#### HOW TO COMPLETE THIS TASK
Copy each line below in which the string "error" occurs.

#### RECORDS TO PROCESS
************
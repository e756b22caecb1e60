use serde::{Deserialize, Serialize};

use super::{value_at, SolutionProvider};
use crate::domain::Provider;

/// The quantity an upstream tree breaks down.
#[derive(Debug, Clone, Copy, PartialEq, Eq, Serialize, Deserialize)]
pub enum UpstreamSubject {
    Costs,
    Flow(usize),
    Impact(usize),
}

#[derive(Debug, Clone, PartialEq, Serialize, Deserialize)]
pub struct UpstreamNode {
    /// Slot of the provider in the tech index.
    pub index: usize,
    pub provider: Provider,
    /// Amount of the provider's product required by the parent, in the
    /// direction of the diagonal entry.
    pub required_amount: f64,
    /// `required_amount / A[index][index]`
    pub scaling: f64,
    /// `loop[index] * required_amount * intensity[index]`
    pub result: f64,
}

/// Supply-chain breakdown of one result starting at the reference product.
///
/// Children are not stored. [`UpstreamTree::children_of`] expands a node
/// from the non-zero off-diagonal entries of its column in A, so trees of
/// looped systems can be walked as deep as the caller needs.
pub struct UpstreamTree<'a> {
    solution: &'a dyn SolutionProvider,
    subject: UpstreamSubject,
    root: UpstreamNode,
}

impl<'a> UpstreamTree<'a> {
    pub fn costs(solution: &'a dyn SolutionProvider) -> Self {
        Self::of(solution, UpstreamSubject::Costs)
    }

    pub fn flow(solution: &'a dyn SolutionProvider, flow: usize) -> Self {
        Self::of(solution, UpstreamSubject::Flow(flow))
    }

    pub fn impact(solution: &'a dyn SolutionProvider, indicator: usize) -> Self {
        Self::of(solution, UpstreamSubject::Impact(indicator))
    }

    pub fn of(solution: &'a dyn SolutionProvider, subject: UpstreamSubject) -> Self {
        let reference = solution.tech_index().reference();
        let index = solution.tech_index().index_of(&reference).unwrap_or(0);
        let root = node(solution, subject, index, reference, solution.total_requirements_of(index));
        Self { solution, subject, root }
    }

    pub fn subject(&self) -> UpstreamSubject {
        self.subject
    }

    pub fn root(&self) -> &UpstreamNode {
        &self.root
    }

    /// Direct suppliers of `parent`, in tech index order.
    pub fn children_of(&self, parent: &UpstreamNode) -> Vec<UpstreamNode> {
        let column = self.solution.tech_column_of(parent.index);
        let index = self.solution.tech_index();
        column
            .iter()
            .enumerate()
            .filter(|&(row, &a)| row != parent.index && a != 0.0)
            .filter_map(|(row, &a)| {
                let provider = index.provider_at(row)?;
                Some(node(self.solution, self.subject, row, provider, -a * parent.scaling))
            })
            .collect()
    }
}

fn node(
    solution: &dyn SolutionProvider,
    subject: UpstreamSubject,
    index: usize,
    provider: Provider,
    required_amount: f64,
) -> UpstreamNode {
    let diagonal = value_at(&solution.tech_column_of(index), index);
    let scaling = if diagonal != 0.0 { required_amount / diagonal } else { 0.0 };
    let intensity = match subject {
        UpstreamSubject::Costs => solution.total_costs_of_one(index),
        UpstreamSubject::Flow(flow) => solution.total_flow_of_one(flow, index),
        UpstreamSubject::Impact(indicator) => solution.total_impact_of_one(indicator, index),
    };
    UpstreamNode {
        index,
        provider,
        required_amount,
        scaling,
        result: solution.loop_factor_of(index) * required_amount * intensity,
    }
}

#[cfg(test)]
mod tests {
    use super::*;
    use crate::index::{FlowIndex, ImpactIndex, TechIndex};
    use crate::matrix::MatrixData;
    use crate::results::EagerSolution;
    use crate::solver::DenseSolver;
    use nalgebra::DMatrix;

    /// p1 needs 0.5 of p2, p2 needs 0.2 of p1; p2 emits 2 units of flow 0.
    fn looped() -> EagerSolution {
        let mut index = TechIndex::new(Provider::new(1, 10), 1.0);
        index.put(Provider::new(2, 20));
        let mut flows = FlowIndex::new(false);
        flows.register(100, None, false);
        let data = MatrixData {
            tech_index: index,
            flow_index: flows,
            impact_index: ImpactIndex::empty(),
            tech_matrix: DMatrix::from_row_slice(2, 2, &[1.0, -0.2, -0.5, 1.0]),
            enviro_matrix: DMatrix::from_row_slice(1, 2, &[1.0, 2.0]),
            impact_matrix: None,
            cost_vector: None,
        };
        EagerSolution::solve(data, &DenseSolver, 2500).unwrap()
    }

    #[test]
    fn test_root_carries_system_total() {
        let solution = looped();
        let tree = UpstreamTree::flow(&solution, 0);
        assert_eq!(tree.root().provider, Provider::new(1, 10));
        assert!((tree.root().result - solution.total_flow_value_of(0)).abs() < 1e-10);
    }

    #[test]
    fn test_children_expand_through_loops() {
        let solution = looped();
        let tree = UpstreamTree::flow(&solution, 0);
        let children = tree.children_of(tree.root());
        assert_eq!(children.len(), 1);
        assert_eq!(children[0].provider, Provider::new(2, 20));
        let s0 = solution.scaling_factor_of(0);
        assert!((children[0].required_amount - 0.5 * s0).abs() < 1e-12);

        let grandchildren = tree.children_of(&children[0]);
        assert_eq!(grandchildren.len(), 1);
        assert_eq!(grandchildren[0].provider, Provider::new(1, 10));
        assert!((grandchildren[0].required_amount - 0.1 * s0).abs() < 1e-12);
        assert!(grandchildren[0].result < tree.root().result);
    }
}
************
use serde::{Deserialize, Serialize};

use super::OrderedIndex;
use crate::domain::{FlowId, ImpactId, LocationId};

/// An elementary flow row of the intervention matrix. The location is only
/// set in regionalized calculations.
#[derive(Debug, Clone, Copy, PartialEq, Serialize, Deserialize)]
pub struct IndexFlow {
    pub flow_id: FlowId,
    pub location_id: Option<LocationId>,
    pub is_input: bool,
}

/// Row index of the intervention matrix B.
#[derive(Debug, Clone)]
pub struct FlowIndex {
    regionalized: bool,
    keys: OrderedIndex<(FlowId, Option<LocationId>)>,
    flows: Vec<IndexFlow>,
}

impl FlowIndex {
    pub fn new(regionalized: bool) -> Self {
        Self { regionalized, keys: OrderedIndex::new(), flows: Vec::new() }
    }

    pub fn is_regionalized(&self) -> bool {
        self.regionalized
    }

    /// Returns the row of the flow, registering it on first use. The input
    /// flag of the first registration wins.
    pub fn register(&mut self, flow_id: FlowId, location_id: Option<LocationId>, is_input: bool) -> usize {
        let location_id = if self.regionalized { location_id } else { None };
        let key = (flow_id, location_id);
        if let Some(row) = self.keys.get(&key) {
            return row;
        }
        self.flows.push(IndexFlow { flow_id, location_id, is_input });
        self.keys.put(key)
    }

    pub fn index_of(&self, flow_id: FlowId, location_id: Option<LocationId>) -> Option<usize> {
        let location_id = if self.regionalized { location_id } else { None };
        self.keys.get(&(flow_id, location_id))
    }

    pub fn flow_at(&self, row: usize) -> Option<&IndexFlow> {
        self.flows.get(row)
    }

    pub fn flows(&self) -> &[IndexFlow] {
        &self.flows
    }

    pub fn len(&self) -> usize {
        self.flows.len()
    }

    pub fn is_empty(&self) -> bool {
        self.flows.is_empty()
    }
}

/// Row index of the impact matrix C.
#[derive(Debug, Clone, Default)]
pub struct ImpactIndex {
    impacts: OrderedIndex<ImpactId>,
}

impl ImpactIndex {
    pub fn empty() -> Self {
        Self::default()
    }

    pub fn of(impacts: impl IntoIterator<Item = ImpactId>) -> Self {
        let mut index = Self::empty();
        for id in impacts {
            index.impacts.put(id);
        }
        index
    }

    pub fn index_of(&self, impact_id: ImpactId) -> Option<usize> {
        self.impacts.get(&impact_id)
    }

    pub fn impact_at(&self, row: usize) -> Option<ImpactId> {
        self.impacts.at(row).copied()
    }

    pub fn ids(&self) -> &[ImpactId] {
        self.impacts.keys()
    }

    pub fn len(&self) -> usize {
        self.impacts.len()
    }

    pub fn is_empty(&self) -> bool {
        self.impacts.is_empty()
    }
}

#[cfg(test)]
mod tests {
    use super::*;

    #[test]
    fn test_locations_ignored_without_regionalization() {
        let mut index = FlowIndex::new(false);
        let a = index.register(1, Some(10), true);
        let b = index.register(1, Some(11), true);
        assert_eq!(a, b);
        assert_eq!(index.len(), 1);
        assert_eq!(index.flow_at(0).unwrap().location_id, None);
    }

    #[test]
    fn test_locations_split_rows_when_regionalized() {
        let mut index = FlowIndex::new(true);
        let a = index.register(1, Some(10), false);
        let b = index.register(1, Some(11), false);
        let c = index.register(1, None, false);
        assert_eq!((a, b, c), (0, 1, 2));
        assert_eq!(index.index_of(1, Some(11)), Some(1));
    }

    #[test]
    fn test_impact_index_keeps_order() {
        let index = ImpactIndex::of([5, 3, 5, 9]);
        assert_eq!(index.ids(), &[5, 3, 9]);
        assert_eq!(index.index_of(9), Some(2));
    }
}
************
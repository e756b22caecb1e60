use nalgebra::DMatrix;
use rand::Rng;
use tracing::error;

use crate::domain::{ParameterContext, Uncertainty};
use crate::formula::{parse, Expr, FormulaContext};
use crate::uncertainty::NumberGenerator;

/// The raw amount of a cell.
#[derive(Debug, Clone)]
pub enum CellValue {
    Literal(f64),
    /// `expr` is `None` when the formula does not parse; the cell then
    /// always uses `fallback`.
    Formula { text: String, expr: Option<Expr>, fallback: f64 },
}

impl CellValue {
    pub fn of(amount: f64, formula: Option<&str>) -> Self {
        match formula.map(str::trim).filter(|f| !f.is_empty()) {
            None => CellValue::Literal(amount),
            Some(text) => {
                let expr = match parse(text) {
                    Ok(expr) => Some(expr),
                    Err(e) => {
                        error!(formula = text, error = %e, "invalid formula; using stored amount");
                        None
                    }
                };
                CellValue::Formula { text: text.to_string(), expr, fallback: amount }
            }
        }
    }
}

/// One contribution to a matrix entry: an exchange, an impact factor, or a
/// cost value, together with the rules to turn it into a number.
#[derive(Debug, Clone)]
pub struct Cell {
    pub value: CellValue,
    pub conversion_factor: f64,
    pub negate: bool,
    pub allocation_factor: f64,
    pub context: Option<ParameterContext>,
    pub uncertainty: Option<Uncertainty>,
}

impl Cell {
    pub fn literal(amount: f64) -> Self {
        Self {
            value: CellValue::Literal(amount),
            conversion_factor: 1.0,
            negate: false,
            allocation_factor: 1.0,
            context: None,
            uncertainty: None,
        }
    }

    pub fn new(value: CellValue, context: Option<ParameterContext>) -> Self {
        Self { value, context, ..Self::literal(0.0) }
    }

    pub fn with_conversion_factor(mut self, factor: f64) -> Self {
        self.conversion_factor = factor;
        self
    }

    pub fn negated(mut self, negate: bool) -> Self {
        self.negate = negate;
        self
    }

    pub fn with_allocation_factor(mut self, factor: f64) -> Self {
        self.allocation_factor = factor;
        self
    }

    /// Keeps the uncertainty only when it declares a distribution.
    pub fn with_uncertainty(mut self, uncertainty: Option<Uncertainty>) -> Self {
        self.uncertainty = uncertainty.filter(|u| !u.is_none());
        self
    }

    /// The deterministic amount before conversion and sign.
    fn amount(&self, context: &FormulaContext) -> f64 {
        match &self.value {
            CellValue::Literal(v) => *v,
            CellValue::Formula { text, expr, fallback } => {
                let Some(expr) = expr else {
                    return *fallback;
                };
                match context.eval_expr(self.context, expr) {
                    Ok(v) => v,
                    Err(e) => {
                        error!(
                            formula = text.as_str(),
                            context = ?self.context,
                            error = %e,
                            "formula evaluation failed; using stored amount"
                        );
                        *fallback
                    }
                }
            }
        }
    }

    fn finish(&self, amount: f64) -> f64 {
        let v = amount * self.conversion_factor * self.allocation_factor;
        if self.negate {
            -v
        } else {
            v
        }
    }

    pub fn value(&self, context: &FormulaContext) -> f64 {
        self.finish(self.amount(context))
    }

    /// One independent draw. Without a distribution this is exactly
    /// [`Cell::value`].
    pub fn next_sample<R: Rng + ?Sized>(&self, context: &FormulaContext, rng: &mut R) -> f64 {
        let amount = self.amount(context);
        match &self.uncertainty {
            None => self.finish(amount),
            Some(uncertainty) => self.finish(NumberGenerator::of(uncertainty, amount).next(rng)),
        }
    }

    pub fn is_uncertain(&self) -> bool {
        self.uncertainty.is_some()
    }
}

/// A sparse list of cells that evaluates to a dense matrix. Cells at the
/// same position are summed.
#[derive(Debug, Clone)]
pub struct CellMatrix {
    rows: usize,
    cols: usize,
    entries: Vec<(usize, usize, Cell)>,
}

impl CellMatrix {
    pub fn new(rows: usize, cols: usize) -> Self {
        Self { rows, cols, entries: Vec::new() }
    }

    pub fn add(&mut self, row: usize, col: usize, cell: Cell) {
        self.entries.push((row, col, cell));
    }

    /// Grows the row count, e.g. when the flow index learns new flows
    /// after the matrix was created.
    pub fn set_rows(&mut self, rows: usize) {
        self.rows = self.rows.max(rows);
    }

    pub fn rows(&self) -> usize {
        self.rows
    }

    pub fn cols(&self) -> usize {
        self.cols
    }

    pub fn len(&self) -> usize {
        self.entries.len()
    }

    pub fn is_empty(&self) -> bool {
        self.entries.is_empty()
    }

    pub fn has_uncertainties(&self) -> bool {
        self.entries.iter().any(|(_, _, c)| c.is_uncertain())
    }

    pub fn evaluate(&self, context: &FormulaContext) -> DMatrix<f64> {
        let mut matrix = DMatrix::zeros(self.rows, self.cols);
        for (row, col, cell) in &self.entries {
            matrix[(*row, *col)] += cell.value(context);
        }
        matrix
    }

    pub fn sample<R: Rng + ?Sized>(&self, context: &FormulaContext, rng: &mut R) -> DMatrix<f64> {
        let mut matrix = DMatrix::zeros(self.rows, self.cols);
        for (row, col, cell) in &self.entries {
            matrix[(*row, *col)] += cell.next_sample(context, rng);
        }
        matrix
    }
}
************
#### WRITTEN ANSWER
use tracing::error;
                        error!(formula = text, error = %e, "invalid formula; using stored amount");
                        error!(
                            error = %e,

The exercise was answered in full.